• [YOUR GOAL] Which lines of the records contain the word "inventory"? Copy each one.

• [DATA FOR THIS EXERCISE]
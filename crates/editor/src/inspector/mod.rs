//! Component panels for the selected entity.
//!
//! Components opt in with [`register_inspectable!`](crate::register_inspectable) or
//! [`register_inspectable_readonly!`](crate::register_inspectable_readonly); the
//! registrations are gathered at link time through `inventory`.

mod camera;
mod mesh;
mod transform;

use crate::prelude::*;
use bevy_ecs::component::Mutable;

pub trait Inspectable {
    fn inspect(&mut self, ui: &mut egui::Ui);
}

/// For components shown but never edited, no Clone/PartialEq needed
pub trait InspectableReadOnly {
    fn inspect_readonly(&self, ui: &mut egui::Ui);
}

pub struct InspectableRegistration {
    pub name: &'static str,
    pub register_fn: fn(&mut ComponentInspector),
}

inventory::collect!(InspectableRegistration);

#[macro_export]
macro_rules! register_inspectable {
    ($type:ty, $name:expr) => {
        inventory::submit! {
            $crate::inspector::InspectableRegistration {
                name: $name,
                register_fn: |inspector| {
                    inspector.register::<$type>($name);
                },
            }
        }
    };
}

#[macro_export]
macro_rules! register_inspectable_readonly {
    ($type:ty, $name:expr) => {
        inventory::submit! {
            $crate::inspector::InspectableRegistration {
                name: $name,
                register_fn: |inspector| {
                    inspector.register_readonly::<$type>($name);
                },
            }
        }
    };
}

/// Inspector with every component registered through the macros above
pub fn create_component_inspector() -> ComponentInspector {
    let mut inspector = ComponentInspector::new();

    for registration in inventory::iter::<InspectableRegistration> {
        log::debug!("Registering inspector for {}", registration.name);
        (registration.register_fn)(&mut inspector);
    }
    log::info!("{} inspectable components registered", inspector.len());

    inspector
}

type InspectFn = Box<dyn Fn(&mut World, Entity, &mut egui::Ui) + Send + Sync>;

#[derive(Default)]
pub struct ComponentInspector {
    inspectors: Vec<(&'static str, InspectFn)>,
}

impl ComponentInspector {
    pub fn new() -> Self {
        Self::default()
    }

    /// Editable panel. The component is only marked changed when the edit actually differs,
    /// so GPU mirrors and pick state are not rebuilt every frame the panel is open.
    pub fn register<T>(&mut self, name: &'static str)
    where
        T: Component<Mutability = Mutable> + Inspectable + Clone + PartialEq,
    {
        let inspect_fn: InspectFn = Box::new(move |world, entity, ui| {
            let Ok(mut entity_mut) = world.get_entity_mut(entity) else {
                return;
            };
            let Some(mut component) = entity_mut.get_mut::<T>() else {
                return;
            };

            let mut edited = None;
            ui.collapsing(name, |ui| {
                let mut draft = component.bypass_change_detection().clone();
                draft.inspect(ui);
                edited = Some(draft);
            });

            if let Some(draft) = edited {
                component.set_if_neq(draft);
            }
        });
        self.inspectors.push((name, inspect_fn));
    }

    pub fn register_readonly<T>(&mut self, name: &'static str)
    where
        T: Component + InspectableReadOnly,
    {
        let inspect_fn: InspectFn = Box::new(move |world, entity, ui| {
            if let Some(component) = world.get::<T>(entity) {
                ui.collapsing(name, |ui| {
                    component.inspect_readonly(ui);
                });
            }
        });
        self.inspectors.push((name, inspect_fn));
    }

    pub fn inspect_entity(&self, world: &mut World, entity: Entity, ui: &mut egui::Ui) {
        for (_name, inspect_fn) in &self.inspectors {
            inspect_fn(world, entity, ui);
        }
    }

    pub fn names(&self) -> impl Iterator<Item = &'static str> + '_ {
        self.inspectors.iter().map(|(name, _)| *name)
    }

    pub fn len(&self) -> usize {
        self.inspectors.len()
    }

    pub fn is_empty(&self) -> bool {
        self.inspectors.is_empty()
    }
}

#[cfg(test)]
mod tests {
    use super::*;

    #[test]
    fn test_scene_components_are_registered() {
        let inspector = create_component_inspector();
        let names: Vec<_> = inspector.names().collect();

        assert!(names.contains(&"Transform"));
        assert!(names.contains(&"Camera"));
        assert!(names.contains(&"Mesh"));
    }

    #[test]
    fn test_manual_registration() {
        let mut inspector = ComponentInspector::new();
        assert!(inspector.is_empty());

        inspector.register::<Transform>("Transform");
        inspector.register_readonly::<Mesh>("Mesh");
        assert_eq!(inspector.len(), 2);
    }
}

• [OUTPUT BELOW]
//! registrations are gathered at link time through `inventory`.
inventory::collect!(InspectableRegistration);
        inventory::submit! {
        inventory::submit! {
    for registration in inventory::iter::<InspectableRegistration> {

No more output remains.